Aujourd’hui, nous n’avons plus droit seulement à des entrefilets dans quelques journaux généralistes ; nous nous sommes hissés à la une des journaux spécialisés dans le tourisme (Travel Weekly, Tour Hebdo…).
Après cela, il ne nous restait plus qu’à attendre la réaction de notre gouvernement. Elle est venue par la voix de son chef lors d’un entretien télévisé le 30 mai. Que dit monsieur Hamadi Jebali ? Il s’adresse concomitamment aux syndicalistes, aux malfrats et aux salafistes, et leur dit : « Il ne faut pas prendre notre gentillesse pour de la faiblesse, nous allons sévir ». Que monsieur le chef du gouvernement nous permette de douter de son sens du discernement et de sa capacité de décision.
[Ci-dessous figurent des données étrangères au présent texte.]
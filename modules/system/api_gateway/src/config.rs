//! Configuration for the API gateway.

use serde::{Deserialize, Serialize};

use crate::routes;

/// Gateway configuration.
#[derive(Debug, Clone, Serialize, Deserialize)]
#[serde(default, deny_unknown_fields)]
pub struct ApiGatewayConfig {
    /// Socket address the HTTP server binds to.
    pub bind_addr: String,

    /// Deny requests whose route is not bound to any operation. When off,
    /// such requests reach their handler without an access check.
    pub deny_unbound_routes: bool,

    /// `(method, path)` to operation bindings.
    pub routes: Vec<RouteBinding>,
}

impl Default for ApiGatewayConfig {
    fn default() -> Self {
        Self {
            bind_addr: "127.0.0.1:8087".to_owned(),
            deny_unbound_routes: true,
            routes: routes::default_route_bindings(),
        }
    }
}

/// Binds an HTTP route pattern to a protected operation.
///
/// Path parameters may use either `{id}` or `:id` syntax.
#[derive(Debug, Clone, PartialEq, Eq, Serialize, Deserialize)]
#[serde(deny_unknown_fields)]
pub struct RouteBinding {
    pub method: String,
    pub path: String,
    pub operation: String,
}

impl RouteBinding {
    #[must_use]
    pub fn new(method: &str, path: &str, operation: &str) -> Self {
        Self {
            method: method.to_owned(),
            path: path.to_owned(),
            operation: operation.to_owned(),
        }
    }
}
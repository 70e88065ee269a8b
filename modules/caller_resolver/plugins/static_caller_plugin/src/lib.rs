#![cfg_attr(coverage_nightly, feature(coverage_attribute))]
//! Static Caller Resolver Plugin
//!
//! Maps bearer tokens to configured identities. Meant for development,
//! demos and tests; production deployments plug in a resolver backed by the
//! user store.
//!
//! ## Mode: `accept_all` (default)
//!
//! Any non-empty token resolves to `default_identity`.
//!
//! ## Mode: `static_tokens`
//!
//! Only tokens listed under `tokens` resolve; anything else is rejected.
//!
//! ## Configuration
//!
//! ```yaml
//! authn:
//!   mode: static_tokens
//!   tokens:
//!     - token: "admin-token"
//!       identity:
//!         subject_id: "64f0c0ffee0000000000a001"
//!         email: "admin@example.com"
//!         is_superuser: true
//! ```

pub mod config;
pub mod domain;

pub use config::{CallerMode, IdentityConfig, StaticCallerPluginConfig, TokenMapping};
pub use domain::Service as StaticCallerResolver;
D’abord, faire l’amalgame entre les syndicalistes exerçant le mandat pour lequel ils ont été élus et, sur le même plan, « les soûlards au bord des routes » et les bandes violentes qui s’attaquent même aux postes de police, c’est inacceptable, surtout de la part de celui dont le travail est de faire respecter la loi et de protéger les biens et les personnes. Cet amalgame est d’autant plus regrettable qu’il nous dévoile encore une fois l’emprise de l’idéologie typique d’un parti conservateur sur les déclarations du chef du gouvernement ; à propos des syndicats, monsieur Jebali a implicitement mis en doute leur utilité en affirmant que les salariés avaient le gouvernement pour les défendre.
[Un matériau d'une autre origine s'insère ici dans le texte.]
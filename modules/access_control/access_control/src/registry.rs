//! Operation registry: the per-operation role sets, fixed at wiring time.

use std::collections::BTreeMap;

use access_control_sdk::{AccessDecision, AllowedRoleSet, Role};
use things_security::CallerContext;

use crate::config::AccessControlConfig;
use crate::engine;
use crate::error::RegistryError;

/// Read-only map from operation name to its [`AllowedRoleSet`].
///
/// Built once during startup, then shared behind an `Arc` by every request
/// handler.
#[derive(Debug, Clone, Default)]
pub struct OperationRegistry {
    operations: BTreeMap<String, AllowedRoleSet>,
}

impl OperationRegistry {
    #[must_use]
    pub fn new() -> Self {
        Self::default()
    }

    /// Build the registry from configuration.
    ///
    /// # Errors
    ///
    /// Returns [`RegistryError::EmptyRoleSet`] for the first operation
    /// configured without roles.
    pub fn from_config(cfg: &AccessControlConfig) -> Result<Self, RegistryError> {
        let mut registry = Self::new();
        for (operation, roles) in &cfg.operations {
            registry.register(operation, roles.iter().copied())?;
        }
        tracing::info!(
            operations = registry.len(),
            "access control registry initialized"
        );
        Ok(registry)
    }

    /// Register one operation.
    ///
    /// Configuring `any` together with `none` is accepted with a warning:
    /// `any` wins.
    ///
    /// # Errors
    ///
    /// - [`RegistryError::EmptyRoleSet`] if `roles` is empty
    /// - [`RegistryError::DuplicateOperation`] if `operation` is already registered
    pub fn register(
        &mut self,
        operation: &str,
        roles: impl IntoIterator<Item = Role>,
    ) -> Result<(), RegistryError> {
        if self.operations.contains_key(operation) {
            return Err(RegistryError::DuplicateOperation(operation.to_owned()));
        }

        let roles = AllowedRoleSet::new(roles).map_err(|_| RegistryError::EmptyRoleSet {
            operation: operation.to_owned(),
        })?;

        if roles.has_conflicting_wildcards() {
            tracing::warn!(
                operation,
                %roles,
                "both 'any' and 'none' are configured; 'any' takes precedence"
            );
        }

        tracing::debug!(operation, %roles, "registered protected operation");
        self.operations.insert(operation.to_owned(), roles);
        Ok(())
    }

    #[must_use]
    pub fn get(&self, operation: &str) -> Option<&AllowedRoleSet> {
        self.operations.get(operation)
    }

    #[must_use]
    pub fn contains(&self, operation: &str) -> bool {
        self.operations.contains_key(operation)
    }

    pub fn iter(&self) -> impl Iterator<Item = (&str, &AllowedRoleSet)> {
        self.operations
            .iter()
            .map(|(name, roles)| (name.as_str(), roles))
    }

    #[must_use]
    pub fn len(&self) -> usize {
        self.operations.len()
    }

    #[must_use]
    pub fn is_empty(&self) -> bool {
        self.operations.is_empty()
    }

    /// Operations configured with both `any` and `none`.
    #[must_use]
    pub fn conflicting_operations(&self) -> Vec<&str> {
        self.iter()
            .filter(|(_, roles)| roles.has_conflicting_wildcards())
            .map(|(name, _)| name)
            .collect()
    }

    /// Decide whether `caller` may invoke `operation`.
    ///
    /// # Errors
    ///
    /// Returns [`RegistryError::UnknownOperation`] if `operation` was never
    /// registered. Denial is not an error: it is the `Deny` decision.
    pub fn check(
        &self,
        operation: &str,
        caller: &CallerContext,
    ) -> Result<AccessDecision, RegistryError> {
        let roles = self.lookup(operation)?;
        tracing::debug!(operation, caller = caller.label(), "checking access");
        Ok(engine::decide(roles, caller))
    }

    /// Decide whether `caller` may invoke `operation` on a resource owned by
    /// `owner_id`.
    ///
    /// This is the only path on which `self` grants. Handlers for operations
    /// that list `self` call it once the resource, and therefore its owner,
    /// is loaded; the route guard alone denies such callers.
    ///
    /// # Errors
    ///
    /// Returns [`RegistryError::UnknownOperation`] if `operation` was never
    /// registered.
    pub fn check_for_owner(
        &self,
        operation: &str,
        caller: &CallerContext,
        owner_id: &str,
    ) -> Result<AccessDecision, RegistryError> {
        let roles = self.lookup(operation)?;
        tracing::debug!(operation, caller = caller.label(), owner_id, "checking access");
        Ok(engine::decide_for_owner(roles, caller, owner_id))
    }

    /// Which operations `caller` may invoke, without a resource owner.
    #[must_use]
    pub fn privileges(&self, caller: &CallerContext) -> BTreeMap<String, bool> {
        self.iter()
            .map(|(name, roles)| (name.to_owned(), engine::decide(roles, caller).is_allowed()))
            .collect()
    }

    fn lookup(&self, operation: &str) -> Result<&AllowedRoleSet, RegistryError> {
        self.operations
            .get(operation)
            .ok_or_else(|| RegistryError::UnknownOperation(operation.to_owned()))
    }
}
//! Layered server configuration.
//!
//! Sources, lowest precedence first: compiled defaults, the YAML file,
//! `THINGS__`-prefixed environment variables (`__` separates nesting levels,
//! e.g. `THINGS__LOGGING__LEVEL=debug`).
//!
//! Maps merge key by key, so a file that lists a single operation under
//! `access_control.operations` overrides that operation and keeps the rest
//! of the built-in catalog. Lists such as `api_gateway.routes` are replaced
//! wholesale.

use std::path::Path;

use access_control::AccessControlConfig;
use api_gateway::ApiGatewayConfig;
use figment::Figment;
use figment::providers::{Env, Format, Serialized, Yaml};
use serde::{Deserialize, Serialize};
use static_caller_plugin::StaticCallerPluginConfig;

pub const DEFAULT_CONFIG_PATH: &str = "config/things.yaml";
pub const ENV_PREFIX: &str = "THINGS__";

#[derive(Debug, Clone, Default, Serialize, Deserialize)]
#[serde(default, deny_unknown_fields)]
pub struct AppConfig {
    pub api_gateway: ApiGatewayConfig,
    pub logging: LoggingConfig,
    pub authn: StaticCallerPluginConfig,
    pub access_control: AccessControlConfig,
}

#[derive(Debug, Clone, Serialize, Deserialize)]
#[serde(default, deny_unknown_fields)]
pub struct LoggingConfig {
    /// `EnvFilter` directives; `RUST_LOG` takes precedence when set.
    pub level: String,
    pub format: LogFormat,
}

impl Default for LoggingConfig {
    fn default() -> Self {
        Self {
            level: "info".to_owned(),
            format: LogFormat::Text,
        }
    }
}

#[derive(Debug, Clone, Copy, Default, PartialEq, Eq, Serialize, Deserialize)]
#[serde(rename_all = "snake_case")]
pub enum LogFormat {
    #[default]
    Text,
    Json,
}

impl AppConfig {
    /// Load configuration, reading `path` if it exists.
    ///
    /// # Errors
    ///
    /// Returns a [`figment::Error`] naming the offending key when a source
    /// holds an unknown field or a value of the wrong type.
    pub fn load(path: &Path) -> Result<Self, figment::Error> {
        Self::figment(path).extract()
    }

    fn figment(path: &Path) -> Figment {
        Figment::from(Serialized::defaults(Self::default()))
            .merge(Yaml::file(path))
            .merge(Env::prefixed(ENV_PREFIX).split("__"))
    }
}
Ensuite et surtout, pourquoi monsieur Jebali serait-il plus crédible dans ses promesses d’appliquer la loi aujourd’hui qu’il ne l’a été hier ? Lors de sa rencontre avec les professionnels du tourisme en novembre 2011, à notre question concernant l’attitude qu’il aurait face aux salafistes, il nous a répondu que tout le monde devait respecter « l’esprit républicain » (en français dans sa réponse) ; faute de quoi, assénait-il, la loi serait appliquée.
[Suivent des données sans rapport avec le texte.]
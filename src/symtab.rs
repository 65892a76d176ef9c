//! Symbol and export table construction.
//!
//! The symbol pass walks the ELF symbol table once, collecting every
//! global function or data symbol with a resolvable address into an
//! exact-length table. The export pass publishes either that whole table
//! or the dedicated export region, depending on the load parameters.

use crate::{
    Extension, Result,
    defs::{SYM_SIZE, Sym, pod_bytes_mut, st_bind, st_type},
    error::{format_error, no_memory_error, not_supported_error},
    load::{LoadContext, LoadParam},
    loader::ExtensionLoader,
    mem,
    region::Region,
};
use alloc::{boxed::Box, vec::Vec};
use core::ffi::CStr;
use elf::abi::{SHN_UNDEF, STB_GLOBAL, STT_FUNC, STT_OBJECT};

/// One resolvable symbol: a name in a string-table region and the resolved
/// runtime address.
///
/// The layout matches the export-table entries embedded in extension
/// images: two pointer-sized words.
#[repr(C)]
#[derive(Clone, Copy, Debug)]
pub struct ExtSymbol {
    pub(crate) name: *const u8,
    pub(crate) addr: *const (),
}

impl ExtSymbol {
    /// Raw pointer to the NUL-terminated symbol name.
    #[inline]
    pub fn name_ptr(&self) -> *const u8 {
        self.name
    }

    /// Resolved address of the symbol.
    #[inline]
    pub fn addr(&self) -> *const () {
        self.addr
    }

    /// Returns the symbol name.
    ///
    /// # Safety
    /// The name pointer must reference a NUL-terminated UTF-8 string. That
    /// holds for tables the loader built from in-range string-table
    /// offsets, but not for export entries of an image that still awaits
    /// relocation.
    pub unsafe fn name(&self) -> &str {
        unsafe { core::str::from_utf8_unchecked(CStr::from_ptr(self.name.cast()).to_bytes()) }
    }
}

/// An exact-length table of symbols. Once built it never grows.
pub struct SymbolTable {
    syms: Box<[ExtSymbol]>,
}

impl SymbolTable {
    pub(crate) fn empty() -> Self {
        Self { syms: Box::new([]) }
    }

    pub(crate) fn from_vec(syms: Vec<ExtSymbol>) -> Self {
        Self {
            syms: syms.into_boxed_slice(),
        }
    }

    #[inline]
    pub fn len(&self) -> usize {
        self.syms.len()
    }

    #[inline]
    pub fn is_empty(&self) -> bool {
        self.syms.is_empty()
    }

    pub fn iter(&self) -> impl Iterator<Item = &ExtSymbol> {
        self.syms.iter()
    }

    pub(crate) fn heap_size(&self) -> usize {
        self.syms.len() * size_of::<ExtSymbol>()
    }

    /// Linear lookup by name.
    ///
    /// # Safety
    /// Every entry's name pointer must be valid; see [`ExtSymbol::name`].
    pub unsafe fn find(&self, name: &str) -> Option<&ExtSymbol> {
        self.syms.iter().find(|sym| unsafe { sym.name() } == name)
    }
}

/// Walks the ELF symbol table and collects every global function or data
/// symbol that is defined in a real section.
pub(crate) fn collect_symbols<'data>(
    ldr: &mut dyn ExtensionLoader<'data>,
    ctx: &LoadContext<'data>,
    ext: &Extension<'data>,
    param: &LoadParam,
) -> Result<SymbolTable> {
    let symtab = &ctx.regions[Region::Symtab.idx()];
    let ent_size = symtab.sh_entsize as usize;
    if ent_size != SYM_SIZE {
        log::error!("invalid symbol entry size {ent_size}");
        return Err(format_error("invalid symbol entry size"));
    }
    let sym_cnt = symtab.sh_size as usize / SYM_SIZE;
    log::debug!("symbol count {sym_cnt}");

    let mut syms = Vec::new();
    let mut pos = symtab.sh_offset as usize;
    for i in 0..sym_cnt {
        if i == 0 {
            // The index-0 dummy entry.
            pos = pos.wrapping_add(ent_size);
            continue;
        }
        ldr.seek(pos)?;
        let mut sym: Sym = unsafe { core::mem::zeroed() };
        ldr.read(pod_bytes_mut(&mut sym))?;
        pos = pos.wrapping_add(ent_size);

        let stt = st_type(sym.st_info);
        let stb = st_bind(sym.st_info);
        let shndx = sym.st_shndx as usize;

        // Reserved indices (SHN_ABS, SHN_COMMON, ...) do not resolve into
        // any region and are excluded together with undefined symbols.
        if (stt != STT_FUNC && stt != STT_OBJECT)
            || stb != STB_GLOBAL
            || sym.st_shndx == SHN_UNDEF
            || shndx >= ctx.shdrs.len()
        {
            log::debug!("unhandled symbol {i}, type {stt}, bind {stb}, sect {shndx}");
            continue;
        }

        let name = mem::str_at(ext, Region::Strtab, sym.st_name as usize)?;
        let addr = resolve_addr(ldr, ctx, ext, &sym, shndx, param)?;
        log::debug!("symbol {i} name {name} addr {addr:p}");
        syms.push(ExtSymbol {
            name: name.as_ptr(),
            addr,
        });
    }
    Ok(SymbolTable::from_vec(syms))
}

fn resolve_addr<'data>(
    ldr: &mut dyn ExtensionLoader<'data>,
    ctx: &LoadContext<'data>,
    ext: &Extension<'data>,
    sym: &Sym,
    shndx: usize,
    param: &LoadParam,
) -> Result<*const ()> {
    let shdr = &ctx.shdrs[shndx];
    let section_addr = shdr.sh_addr as usize;
    let detached = param.section_detached.is_some_and(|f| f(shdr));

    if param.pre_located && !detached {
        // Addresses were fixed at an earlier static-link stage; relocatable
        // objects still carry section-relative values.
        let addr = (sym.st_value as usize)
            .wrapping_add(if ctx.ehdr.is_rel() { section_addr } else { 0 });
        return Ok(addr as *const ());
    }

    let base = match ext.loaded_sect_ptr(ctx, shndx) {
        Some(base) => base,
        None => {
            // Not materialized into any region; peeking the file is the
            // last resort for data the mapper skipped.
            match ldr.peek(shdr.sh_offset as usize, shdr.sh_size as usize) {
                Some(bytes) => {
                    log::debug!("section {shndx} peeked at {:p}", bytes.as_ptr());
                    bytes.as_ptr()
                }
                None => {
                    log::error!("no data for section {shndx}");
                    return Err(not_supported_error("no data for symbol section"));
                }
            }
        }
    };
    let addr = (base as usize)
        .wrapping_add(sym.st_value as usize)
        .wrapping_sub(if ctx.ehdr.is_rel() { 0 } else { section_addr });
    Ok(addr as *const ())
}

/// Builds the table of symbols this extension publishes.
pub(crate) fn export_symbols<'data>(
    ldr: &mut dyn ExtensionLoader<'data>,
    ctx: &LoadContext<'data>,
    ext: &Extension<'data>,
    sym_tab: &SymbolTable,
    param: &LoadParam,
) -> Result<SymbolTable> {
    if param.export_all {
        // Republish the globals the symbol pass already resolved.
        let mut syms = Vec::new();
        syms.try_reserve_exact(sym_tab.len())
            .map_err(|_| no_memory_error("export table allocation failed"))?;
        syms.extend(sym_tab.iter().copied());
        return Ok(SymbolTable::from_vec(syms));
    }

    let export = &ctx.regions[Region::Export.idx()];
    let count = export.sh_size as usize / size_of::<ExtSymbol>();
    if count == 0 || ext.mem[Region::Export.idx()].is_empty() {
        // No symbols exported.
        return Ok(SymbolTable::empty());
    }

    let bytes = ext.region(Region::Export);
    let mut syms = Vec::new();
    syms.try_reserve_exact(count)
        .map_err(|_| no_memory_error("export table allocation failed"))?;
    for i in 0..count {
        // The region buffer carries no alignment guarantee when borrowed
        // straight from the byte source.
        let entry = unsafe {
            bytes
                .as_ptr()
                .add(i * size_of::<ExtSymbol>())
                .cast::<ExtSymbol>()
                .read_unaligned()
        };

        // Pre-located images bake absolute name addresses in at static-link
        // time; translate them back through the file to find the string.
        // The terminator is validated by whoever consumes the name.
        let name = if param.pre_located
            && let Some(offset) = mem::file_offset(ctx, entry.name as usize)
            && let Some(peeked) = ldr.peek(offset, 1)
        {
            peeked.as_ptr()
        } else {
            entry.name
        };
        log::debug!("export sym {:p} name {name:p}", entry.addr);
        syms.push(ExtSymbol {
            name,
            addr: entry.addr,
        });
    }
    Ok(SymbolTable::from_vec(syms))
}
Depuis, les atteintes à l’esprit républicain n’ont cessé de se multiplier sans que le gouvernement de monsieur Jebali réagisse. Depuis, il y a eu mille et une voix pour alerter sur l’escalade de violence de la part des salafistes, sans recevoir d’autre réponse que les sarcasmes de Zitoun et consorts. D’ailleurs, notre chef de gouvernement ne doit pas ignorer que le slogan scandé dans les réunions desdits salafistes est « Ni loi, ni constitution, seules comptent les paroles de Dieu et de son Prophète » ; comme si la parole de Dieu était contraire à l’ordre et au respect de la loi.
Depuis novembre 2011, qu’est-ce qui a changé, sinon qu’un chef salafiste a pu défier nommément le chef du gouvernement dans un prêche ?
Non, monsieur le chef du gouvernement, vous n’êtes pas plus crédible aujourd’hui qu’hier. Pour citer Senèque, « ce que vous êtes parle si fort que je n’entends pas ce que vous dites »… même si vos paroles sont parfois belles à entendre et vos sourires agréables à voir.